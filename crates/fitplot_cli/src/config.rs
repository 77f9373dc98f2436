//! fitplot project file handling

use anyhow::{Context, Result};
use fitplot_core::ChartConfig;
use serde::{Deserialize, Serialize};
use std::fs;
use std::path::{Path, PathBuf};

pub const PROJECT_FILE: &str = "fitplot.toml";

/// Top-level project configuration (fitplot.toml)
#[derive(Debug, Deserialize, Serialize)]
pub struct FitplotConfig {
    pub project: ProjectConfig,
    #[serde(default)]
    pub output: OutputConfig,
    #[serde(default)]
    pub datasets: Vec<DatasetSource>,
    #[serde(default)]
    pub charts: Vec<ChartConfig>,
}

/// Project metadata
#[derive(Debug, Deserialize, Serialize)]
pub struct ProjectConfig {
    pub name: String,
    #[serde(default)]
    pub description: Option<String>,
}

/// Report output settings
#[derive(Debug, Default, Deserialize, Serialize)]
pub struct OutputConfig {
    #[serde(default)]
    pub format: OutputFormat,
}

#[derive(Clone, Copy, Debug, Default, PartialEq, Eq, Deserialize, Serialize)]
#[serde(rename_all = "lowercase")]
pub enum OutputFormat {
    #[default]
    Text,
    Json,
}

/// A rows file to load as a dataset
#[derive(Debug, Deserialize, Serialize)]
pub struct DatasetSource {
    pub name: String,
    /// Defaults to the name
    #[serde(default)]
    pub id: Option<String>,
    /// JSON array of row objects, relative to the project file
    pub path: PathBuf,
    /// Allocated from the palette when absent
    #[serde(default)]
    pub color: Option<String>,
}

impl DatasetSource {
    pub fn id(&self) -> &str {
        self.id.as_deref().unwrap_or(&self.name)
    }
}

impl FitplotConfig {
    /// Load configuration from a file or a directory containing fitplot.toml.
    ///
    /// Returns the config and the directory relative paths resolve against.
    pub fn load(path: &Path) -> Result<(Self, PathBuf)> {
        let config_path = if path.is_file() {
            path.to_path_buf()
        } else {
            path.join(PROJECT_FILE)
        };

        if !config_path.exists() {
            anyhow::bail!(
                "No {} found in {}. Run `fitplot init` to create one.",
                PROJECT_FILE,
                path.display()
            );
        }

        let content = fs::read_to_string(&config_path)
            .with_context(|| format!("Failed to read {}", config_path.display()))?;
        let config = Self::parse(&content)
            .with_context(|| format!("Failed to parse {}", config_path.display()))?;

        let base = config_path
            .parent()
            .map(Path::to_path_buf)
            .unwrap_or_default();
        Ok((config, base))
    }

    pub fn parse(content: &str) -> Result<Self> {
        Ok(toml::from_str(content)?)
    }

    /// Create a new configuration with the given project name
    pub fn new(name: &str) -> Self {
        Self {
            project: ProjectConfig {
                name: name.to_string(),
                description: None,
            },
            output: OutputConfig::default(),
            datasets: Vec::new(),
            charts: Vec::new(),
        }
    }

    /// Serialize to TOML string
    pub fn to_toml(&self) -> Result<String> {
        toml::to_string_pretty(self).context("Failed to serialize config")
    }
}

#[cfg(test)]
mod tests {
    use super::*;
    use fitplot_core::{ChartKind, ColumnRef, RenderKind};
    use pretty_assertions::assert_eq;

    const SAMPLE: &str = r##"
[project]
name = "demo"

[output]
format = "json"

[[datasets]]
name = "truth"
path = "data/truth.json"

[[datasets]]
name = "model"
id = "m1"
path = "data/model.json"
color = "#ff0000"

[[charts]]
id = "acc"
title = "Accuracy"
kind = "diagonal"
show_metrics = true
x = { dataset = "truth", column = "t" }

[[charts.series]]
id = "pred"
y = { dataset = "m1", column = "p" }
render = "area"
label = "Model 1"
"##;

    #[test]
    fn parses_full_project() {
        let config = FitplotConfig::parse(SAMPLE).unwrap();
        assert_eq!(config.project.name, "demo");
        assert_eq!(config.output.format, OutputFormat::Json);
        assert_eq!(config.datasets.len(), 2);
        assert_eq!(config.datasets[0].id(), "truth");
        assert_eq!(config.datasets[1].id(), "m1");

        let chart = &config.charts[0];
        assert_eq!(chart.kind, ChartKind::Diagonal);
        assert!(chart.show_metrics);
        assert!(chart.show_grid);
        assert!(chart.show_legend);
        assert_eq!(chart.x, ColumnRef::new("truth", "t"));
        assert_eq!(chart.series[0].render, RenderKind::Area);
        assert_eq!(chart.series[0].label.as_deref(), Some("Model 1"));
        assert!(chart.series[0].color.is_empty());
    }

    #[test]
    fn minimal_project_uses_defaults() {
        let config = FitplotConfig::parse("[project]\nname = \"x\"\n").unwrap();
        assert_eq!(config.output.format, OutputFormat::Text);
        assert!(config.datasets.is_empty());
        assert!(config.charts.is_empty());
    }

    #[test]
    fn round_trips_through_toml() {
        let config = FitplotConfig::parse(SAMPLE).unwrap();
        let again = FitplotConfig::parse(&config.to_toml().unwrap()).unwrap();
        assert_eq!(again.charts, config.charts);
    }

    #[test]
    fn missing_file_is_reported() {
        let dir = tempfile::tempdir().unwrap();
        let err = FitplotConfig::load(dir.path()).unwrap_err();
        assert!(err.to_string().contains("fitplot init"));
    }
}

____

Print every entry exactly as written.

filename crates/fitplot_cli/src/config.rs
repository 77f9373dc98f2436
//! fitplot project file handling

use anyhow::{Context, Result};
use fitplot_core::ChartConfig;
use serde::{Deserialize, Serialize};
use std::fs;
use std::path::{Path, PathBuf};

pub const PROJECT_FILE: &str = "fitplot.toml";

/// Top-level project configuration (fitplot.toml)
#[derive(Debug, Deserialize, Serialize)]
pub struct FitplotConfig {
    pub project: ProjectConfig,
    #[serde(default)]
    pub output: OutputConfig,
    #[serde(default)]
    pub datasets: Vec<DatasetSource>,
    #[serde(default)]
    pub charts: Vec<ChartConfig>,
}

/// Project metadata
#[derive(Debug, Deserialize, Serialize)]
pub struct ProjectConfig {
    pub name: String,
    #[serde(default)]
    pub description: Option<String>,
}

/// Report output settings
#[derive(Debug, Default, Deserialize, Serialize)]
pub struct OutputConfig {
    #[serde(default)]
    pub format: OutputFormat,
}

#[derive(Clone, Copy, Debug, Default, PartialEq, Eq, Deserialize, Serialize)]
#[serde(rename_all = "lowercase")]
pub enum OutputFormat {
    #[default]
    Text,
    Json,
}

/// A rows file to load as a dataset
#[derive(Debug, Deserialize, Serialize)]
pub struct DatasetSource {
    pub name: String,
    /// Defaults to the name
    #[serde(default)]
    pub id: Option<String>,
    /// JSON array of row objects, relative to the project file
    pub path: PathBuf,
    /// Allocated from the palette when absent
    #[serde(default)]
    pub color: Option<String>,
}

impl DatasetSource {
    pub fn id(&self) -> &str {
        self.id.as_deref().unwrap_or(&self.name)
    }
}

impl FitplotConfig {
    /// Load configuration from a file or a directory containing fitplot.toml.
    ///
    /// Returns the config and the directory relative paths resolve against.
    pub fn load(path: &Path) -> Result<(Self, PathBuf)> {
        let config_path = if path.is_file() {
            path.to_path_buf()
        } else {
            path.join(PROJECT_FILE)
        };

        if !config_path.exists() {
            anyhow::bail!(
                "No {} found in {}. Run `fitplot init` to create one.",
                PROJECT_FILE,
                path.display()
            );
        }

        let content = fs::read_to_string(&config_path)
            .with_context(|| format!("Failed to read {}", config_path.display()))?;
        let config = Self::parse(&content)
            .with_context(|| format!("Failed to parse {}", config_path.display()))?;

        let base = config_path
            .parent()
            .map(Path::to_path_buf)
            .unwrap_or_default();
        Ok((config, base))
    }

    pub fn parse(content: &str) -> Result<Self> {
        Ok(toml::from_str(content)?)
    }

    /// Create a new configuration with the given project name
    pub fn new(name: &str) -> Self {
        Self {
            project: ProjectConfig {
                name: name.to_string(),
                description: None,
            },
            output: OutputConfig::default(),
            datasets: Vec::new(),
            charts: Vec::new(),
        }
    }

    /// Serialize to TOML string
    pub fn to_toml(&self) -> Result<String> {
        toml::to_string_pretty(self).context("Failed to serialize config")
    }
}

#[cfg(test)]
mod tests {
    use super::*;
    use fitplot_core::{ChartKind, ColumnRef, RenderKind};
    use pretty_assertions::assert_eq;

    const SAMPLE: &str = r##"
[project]
name = "demo"

[output]
format = "json"

[[datasets]]
name = "truth"
path = "data/truth.json"

[[datasets]]
name = "model"
id = "m1"
path = "data/model.json"
color = "#ff0000"

[[charts]]
id = "acc"
title = "Accuracy"
kind = "diagonal"
show_metrics = true
x = { dataset = "truth", column = "t" }

[[charts.series]]
id = "pred"
y = { dataset = "m1", column = "p" }
render = "area"
label = "Model 1"
"##;

    #[test]
    fn parses_full_project() {
        let config = FitplotConfig::parse(SAMPLE).unwrap();
        assert_eq!(config.project.name, "demo");
        assert_eq!(config.output.format, OutputFormat::Json);
        assert_eq!(config.datasets.len(), 2);
        assert_eq!(config.datasets[0].id(), "truth");
        assert_eq!(config.datasets[1].id(), "m1");

        let chart = &config.charts[0];
        assert_eq!(chart.kind, ChartKind::Diagonal);
        assert!(chart.show_metrics);
        assert!(chart.show_grid);
        assert!(chart.show_legend);
        assert_eq!(chart.x, ColumnRef::new("truth", "t"));
        assert_eq!(chart.series[0].render, RenderKind::Area);
        assert_eq!(chart.series[0].label.as_deref(), Some("Model 1"));
        assert!(chart.series[0].color.is_empty());
    }

    #[test]
    fn minimal_project_uses_defaults() {
        let config = FitplotConfig::parse("[project]\nname = \"x\"\n").unwrap();
        assert_eq!(config.output.format, OutputFormat::Text);
        assert!(config.datasets.is_empty());
        assert!(config.charts.is_empty());
    }

    #[test]
    fn round_trips_through_toml() {
        let config = FitplotConfig::parse(SAMPLE).unwrap();
        let again = FitplotConfig::parse(&config.to_toml().unwrap()).unwrap();
        assert_eq!(again.charts, config.charts);
    }

    #[test]
    fn missing_file_is_reported() {
        let dir = tempfile::tempdir().unwrap();
        let err = FitplotConfig::load(dir.path()).unwrap_err();
        assert!(err.to_string().contains("fitplot init"));
    }
}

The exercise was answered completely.